Segment Start: Task input

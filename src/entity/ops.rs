//! Operation table for the entity API.

use crate::auth::AuthClass;
use crate::entity::types::request::{
    GetEntityProfileRequest, GetEntityProfilesRequest, GetEntityTokenRequest, GetObjectsRequest,
    SetObjectsRequest, WriteEventsRequest,
};
use crate::entity::types::response::{
    GetEntityProfileResult, GetEntityProfilesResult, GetObjectsResult, SetObjectsResult,
    WriteEventsResult,
};
use crate::operation::Operation;
use crate::types::EntityTokenResult;

/// The one session-gated entity operation: trades a session ticket for an
/// entity token.
pub const GET_ENTITY_TOKEN: Operation<GetEntityTokenRequest, EntityTokenResult> =
    Operation::new("/Authentication/GetEntityToken", AuthClass::SessionTicket);

pub const GET_PROFILE: Operation<GetEntityProfileRequest, GetEntityProfileResult> =
    Operation::new("/Profile/GetProfile", AuthClass::EntityToken);

pub const GET_PROFILES: Operation<GetEntityProfilesRequest, GetEntityProfilesResult> =
    Operation::new("/Profile/GetProfiles", AuthClass::EntityToken);

pub const SET_OBJECTS: Operation<SetObjectsRequest, SetObjectsResult> =
    Operation::new("/Object/SetObjects", AuthClass::EntityToken);

pub const GET_OBJECTS: Operation<GetObjectsRequest, GetObjectsResult> =
    Operation::new("/Object/GetObjects", AuthClass::EntityToken);

pub const WRITE_EVENTS: Operation<WriteEventsRequest, WriteEventsResult> =
    Operation::new("/Event/WriteEvents", AuthClass::EntityToken);
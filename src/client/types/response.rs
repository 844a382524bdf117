use std::collections::HashMap;

use chrono::{DateTime, Utc};
use serde::Deserialize;
use uuid::Uuid;

use crate::auth::AuthContext;
use crate::client::types::request::UserDataPermission;
use crate::types::EntityTokenResult;

/// Result of any login-class operation.
///
/// Call [`LoginResult::auth_context`] to obtain the identity established by
/// this login; thread it into subsequent clients or calls explicitly.
#[derive(Debug, Clone, PartialEq, Deserialize)]
#[serde(rename_all = "PascalCase")]
pub struct LoginResult {
    pub session_ticket: String,
    pub player_id: String,
    #[serde(default)]
    pub newly_created: bool,
    #[serde(default)]
    pub entity_token: Option<EntityTokenResult>,
    #[serde(default)]
    pub last_login_time: Option<DateTime<Utc>>,
}

impl LoginResult {
    /// Builds a fresh authentication context from this login's session
    /// ticket, entity token, and identity fields.
    #[must_use]
    pub fn auth_context(&self) -> AuthContext {
        let entity = self
            .entity_token
            .as_ref()
            .and_then(|token| token.entity.as_ref());

        AuthContext::builder()
            .session_ticket(self.session_ticket.clone())
            .player_id(self.player_id.clone())
            .maybe_entity_token(
                self.entity_token
                    .as_ref()
                    .map(|token| token.entity_token.clone()),
            )
            .maybe_entity_id(entity.map(|entity| entity.id.clone()))
            .maybe_entity_type(entity.and_then(|entity| entity.entity_type.clone()))
            .build()
    }
}

/// Result of `/Client/RegisterUser`. Registration issues a session ticket,
/// so it carries the same context-building hook as logins.
#[derive(Debug, Clone, PartialEq, Deserialize)]
#[serde(rename_all = "PascalCase")]
pub struct RegisterUserResult {
    pub session_ticket: String,
    pub player_id: String,
    #[serde(default)]
    pub username: Option<String>,
    #[serde(default)]
    pub entity_token: Option<EntityTokenResult>,
}

impl RegisterUserResult {
    #[must_use]
    pub fn auth_context(&self) -> AuthContext {
        let entity = self
            .entity_token
            .as_ref()
            .and_then(|token| token.entity.as_ref());

        AuthContext::builder()
            .session_ticket(self.session_ticket.clone())
            .player_id(self.player_id.clone())
            .maybe_entity_token(
                self.entity_token
                    .as_ref()
                    .map(|token| token.entity_token.clone()),
            )
            .maybe_entity_id(entity.map(|entity| entity.id.clone()))
            .maybe_entity_type(entity.and_then(|entity| entity.entity_type.clone()))
            .build()
    }
}

#[derive(Debug, Clone, PartialEq, Deserialize)]
#[serde(rename_all = "PascalCase")]
pub struct PlayerProfile {
    pub player_id: String,
    #[serde(default)]
    pub display_name: Option<String>,
    #[serde(default)]
    pub created: Option<DateTime<Utc>>,
    #[serde(default)]
    pub last_login: Option<DateTime<Utc>>,
    #[serde(default)]
    pub avatar_url: Option<String>,
}

#[derive(Debug, Clone, PartialEq, Deserialize)]
#[serde(rename_all = "PascalCase")]
pub struct GetPlayerProfileResult {
    pub player_profile: PlayerProfile,
}

#[derive(Debug, Clone, PartialEq, Deserialize)]
#[serde(rename_all = "PascalCase")]
pub struct UserDataRecord {
    #[serde(default)]
    pub value: Option<String>,
    pub last_updated: DateTime<Utc>,
    #[serde(default)]
    pub permission: Option<UserDataPermission>,
}

#[derive(Debug, Clone, PartialEq, Deserialize)]
#[serde(rename_all = "PascalCase")]
pub struct GetUserDataResult {
    #[serde(default)]
    pub data: HashMap<String, UserDataRecord>,
    pub data_version: u32,
}

#[derive(Debug, Clone, PartialEq, Deserialize)]
#[serde(rename_all = "PascalCase")]
pub struct UpdateUserDataResult {
    pub data_version: u32,
}

#[derive(Debug, Clone, PartialEq, Deserialize)]
#[serde(rename_all = "PascalCase")]
pub struct GetTitleDataResult {
    #[serde(default)]
    pub data: HashMap<String, String>,
}

#[derive(Debug, Clone, PartialEq, Deserialize)]
#[serde(rename_all = "PascalCase")]
pub struct StatisticValue {
    pub statistic_name: String,
    pub value: i32,
    pub version: u32,
}

#[derive(Debug, Clone, PartialEq, Deserialize)]
#[serde(rename_all = "PascalCase")]
pub struct GetPlayerStatisticsResult {
    #[serde(default)]
    pub statistics: Vec<StatisticValue>,
}

/// The service returns an empty `data` object for statistic updates.
#[derive(Debug, Clone, PartialEq, Deserialize)]
pub struct UpdatePlayerStatisticsResult {}

#[derive(Debug, Clone, PartialEq, Deserialize)]
#[serde(rename_all = "PascalCase")]
pub struct WritePlayerEventResult {
    #[serde(default)]
    pub event_id: Option<Uuid>,
}

#[cfg(test)]
mod tests {
    use secrecy::ExposeSecret as _;
    use serde_json::json;

    use super::*;

    fn login_json() -> serde_json::Value {
        json!({
            "SessionTicket": "ticket-abc",
            "PlayerId": "P123",
            "NewlyCreated": true,
            "EntityToken": {
                "EntityToken": "ent-xyz",
                "TokenExpiration": "2026-08-30T00:00:00Z",
                "Entity": { "Id": "E-77", "Type": "title_player_account" }
            },
            "LastLoginTime": "2026-08-29T10:00:00Z"
        })
    }

    #[test]
    fn login_result_deserializes() -> anyhow::Result<()> {
        let login: LoginResult = serde_json::from_value(login_json())?;
        assert_eq!(login.player_id, "P123");
        assert!(login.newly_created);
        assert_eq!(
            login.entity_token.as_ref().map(|t| t.entity_token.as_str()),
            Some("ent-xyz")
        );
        Ok(())
    }

    #[test]
    fn auth_context_carries_all_identity_fields() -> anyhow::Result<()> {
        let login: LoginResult = serde_json::from_value(login_json())?;
        let context = login.auth_context();

        assert_eq!(
            context
                .session_ticket()
                .map(|ticket| ticket.expose_secret().to_owned()),
            Some("ticket-abc".to_owned())
        );
        assert_eq!(
            context
                .entity_token()
                .map(|token| token.expose_secret().to_owned()),
            Some("ent-xyz".to_owned())
        );
        assert_eq!(context.player_id(), Some("P123"));
        assert_eq!(context.entity_id(), Some("E-77"));
        assert_eq!(context.entity_type(), Some("title_player_account"));
        Ok(())
    }

    #[test]
    fn login_without_entity_token_still_builds_context() -> anyhow::Result<()> {
        let login: LoginResult = serde_json::from_value(json!({
            "SessionTicket": "ticket-abc",
            "PlayerId": "P123"
        }))?;
        let context = login.auth_context();

        assert!(context.has_session_ticket());
        assert!(!context.has_entity_token());
        Ok(())
    }

    #[test]
    fn statistics_update_result_is_empty_object() -> anyhow::Result<()> {
        let result: UpdatePlayerStatisticsResult = serde_json::from_value(json!({}))?;
        assert_eq!(result, UpdatePlayerStatisticsResult {});
        Ok(())
    }
}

Segment End: Task input

Your objective: Work out how many lines in the material above include the word "anyhow", and write down that number alone.

Result: 4